## Exercise description
How many of the lines below contain the word "body"? Only the number is wanted.
*** Opening of Materials provided ***
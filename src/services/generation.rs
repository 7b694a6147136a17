use std::collections::HashSet;

use chrono::Utc;
use reqwest::Client;
use serde::{Deserialize, Serialize};
use tracing::{info, warn};

use crate::config::Config;
use crate::error::Error;
use crate::models::quiz::{AccessType, Difficulty, Question, Quiz};

const GEMINI_BASE_URL: &str = "https://generativelanguage.googleapis.com/v1beta/models";

#[derive(Debug, Clone)]
pub struct GenerateQuizRequest {
    pub topic: String,
    pub number_of_questions: u32,
    pub difficulty: Difficulty,
}

/// Gateway to the generative-text service. Sends a structured prompt,
/// parses the JSON answer and validates it against the quiz schema
/// before handing it to anyone else. Callers branch on the returned
/// `Result`; a failure leaves them free to retry by calling again.
pub struct GenerationClient {
    client: Client,
    api_key: String,
    model: String,
}

impl GenerationClient {
    pub fn new(api_key: String, model: String) -> Self {
        Self {
            client: Client::new(),
            api_key,
            model,
        }
    }

    pub fn from_config(config: &Config) -> Self {
        Self::new(config.gemini_api_key.clone(), config.gemini_model.clone())
    }

    pub async fn generate(&self, request: &GenerateQuizRequest) -> Result<Quiz, Error> {
        let url = format!("{}/{}:generateContent", GEMINI_BASE_URL, self.model);
        let body = GeminiRequest {
            contents: vec![GeminiContent {
                parts: vec![GeminiPart {
                    text: build_prompt(request),
                }],
            }],
            generation_config: GenerationConfig {
                response_mime_type: "application/json".to_string(),
            },
        };

        let res = self
            .client
            .post(&url)
            .query(&[("key", self.api_key.as_str())])
            .json(&body)
            .send()
            .await?;

        let status = res.status();
        let text = res.text().await.unwrap_or_else(|_| "<no body>".into());
        if !status.is_success() {
            return Err(Error::GenerationApi {
                status: status.as_u16(),
                message: text,
            });
        }

        let response: GeminiResponse = serde_json::from_str(&text)?;
        let payload = extract_payload_text(response)?;
        let quiz = quiz_from_payload(&payload, request)?;
        info!(
            topic = %request.topic,
            questions = quiz.questions.len(),
            "quiz generated"
        );
        Ok(quiz)
    }
}

pub(crate) fn build_prompt(request: &GenerateQuizRequest) -> String {
    let difficulty = match request.difficulty {
        Difficulty::Easy => "easy",
        Difficulty::Medium => "medium",
        Difficulty::Hard => "hard",
    };
    format!(
        "You are an expert educator designing material for competitive exam preparation. \
Create an exceptional, intellectually stimulating quiz on the topic below.\n\
\n\
Topic: {topic}\n\
Difficulty: {difficulty}\n\
Number of questions: {count}\n\
\n\
Respond with a single JSON object of the shape\n\
{{\"quiz\": {{\"title\": string, \"description\": string, \"category\": string, \
\"difficulty\": \"{difficulty}\", \"duration_minutes\": number, \"questions\": \
[{{\"question\": string, \"options\": [string], \"correctAnswers\": [string], \
\"explanation\": string}}]}}}}\n\
\n\
Requirements:\n\
- Questions must test analysis and applied understanding, not rote recall.\n\
- Incorrect options must be plausible distractors based on common mistakes.\n\
- CRUCIAL: every entry of correctAnswers must be an EXACT, verbatim copy of one \
entry of options.\n\
- Each explanation must state why the correct answers are right and why the \
other options are wrong.\n\
- duration_minutes should be realistic, one to two minutes per question.",
        topic = request.topic,
        difficulty = difficulty,
        count = request.number_of_questions,
    )
}

fn extract_payload_text(response: GeminiResponse) -> Result<String, Error> {
    response
        .candidates
        .into_iter()
        .next()
        .and_then(|c| c.content.parts.into_iter().next())
        .map(|p| p.text)
        .ok_or_else(|| Error::InvalidGeneratedQuiz("empty model response".to_string()))
}

/// Parses the model's JSON payload and runs schema validation. The rest
/// of the crate only ever sees quizzes that passed this.
pub(crate) fn quiz_from_payload(payload: &str, request: &GenerateQuizRequest) -> Result<Quiz, Error> {
    let parsed: GeneratedPayload = serde_json::from_str(payload)?;
    let draft = parsed.quiz;
    validate_draft(&draft)?;
    if draft.questions.len() != request.number_of_questions as usize {
        warn!(
            requested = request.number_of_questions,
            received = draft.questions.len(),
            "generated quiz has a different question count than requested"
        );
    }
    Ok(draft.into_quiz())
}

pub(crate) fn validate_draft(draft: &QuizDraft) -> Result<(), Error> {
    if draft.questions.is_empty() {
        return Err(Error::InvalidGeneratedQuiz("no questions".to_string()));
    }
    for (index, question) in draft.questions.iter().enumerate() {
        let options: HashSet<&str> = question.options.iter().map(String::as_str).collect();
        if options.len() != question.options.len() {
            return Err(Error::InvalidGeneratedQuiz(format!(
                "question {index} has duplicate options"
            )));
        }
        if question.correct_answers.is_empty() {
            return Err(Error::InvalidGeneratedQuiz(format!(
                "question {index} has no correct answers"
            )));
        }
        for answer in &question.correct_answers {
            if !options.contains(answer.as_str()) {
                return Err(Error::InvalidGeneratedQuiz(format!(
                    "question {index}: correct answer {answer:?} does not match any option"
                )));
            }
        }
    }
    Ok(())
}

/// The shape the model is asked to produce. Missing the persistence
/// metadata a stored `Quiz` carries.
#[derive(Debug, Deserialize)]
pub(crate) struct QuizDraft {
    pub title: String,
    pub description: String,
    pub category: String,
    pub difficulty: Difficulty,
    pub duration_minutes: u32,
    pub questions: Vec<Question>,
}

impl QuizDraft {
    fn into_quiz(self) -> Quiz {
        let total_questions = self.questions.len() as u32;
        Quiz {
            id: None,
            title: self.title,
            description: self.description,
            category: self.category,
            difficulty: self.difficulty,
            access_type: AccessType::Free,
            duration_minutes: Some(self.duration_minutes),
            total_questions,
            questions: self.questions,
            is_mock_exam: false,
            scheduled_for: None,
            created_at: Utc::now(),
        }
    }
}

#[derive(Debug, Deserialize)]
pub(crate) struct GeneratedPayload {
    pub quiz: QuizDraft,
}

#[derive(Serialize)]
struct GeminiRequest {
    contents: Vec<GeminiContent>,
    #[serde(rename = "generationConfig")]
    generation_config: GenerationConfig,
}

#[derive(Serialize)]
struct GeminiContent {
    parts: Vec<GeminiPart>,
}

#[derive(Serialize, Deserialize)]
struct GeminiPart {
    text: String,
}

#[derive(Serialize)]
struct GenerationConfig {
    #[serde(rename = "responseMimeType")]
    response_mime_type: String,
}

#[derive(Deserialize)]
pub(crate) struct GeminiResponse {
    #[serde(default)]
    candidates: Vec<GeminiCandidate>,
}

#[derive(Deserialize)]
struct GeminiCandidate {
    content: GeminiCandidateContent,
}

#[derive(Deserialize)]
struct GeminiCandidateContent {
    parts: Vec<GeminiPart>,
}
*** Close of Materials provided ***
## Solution to the exercise
3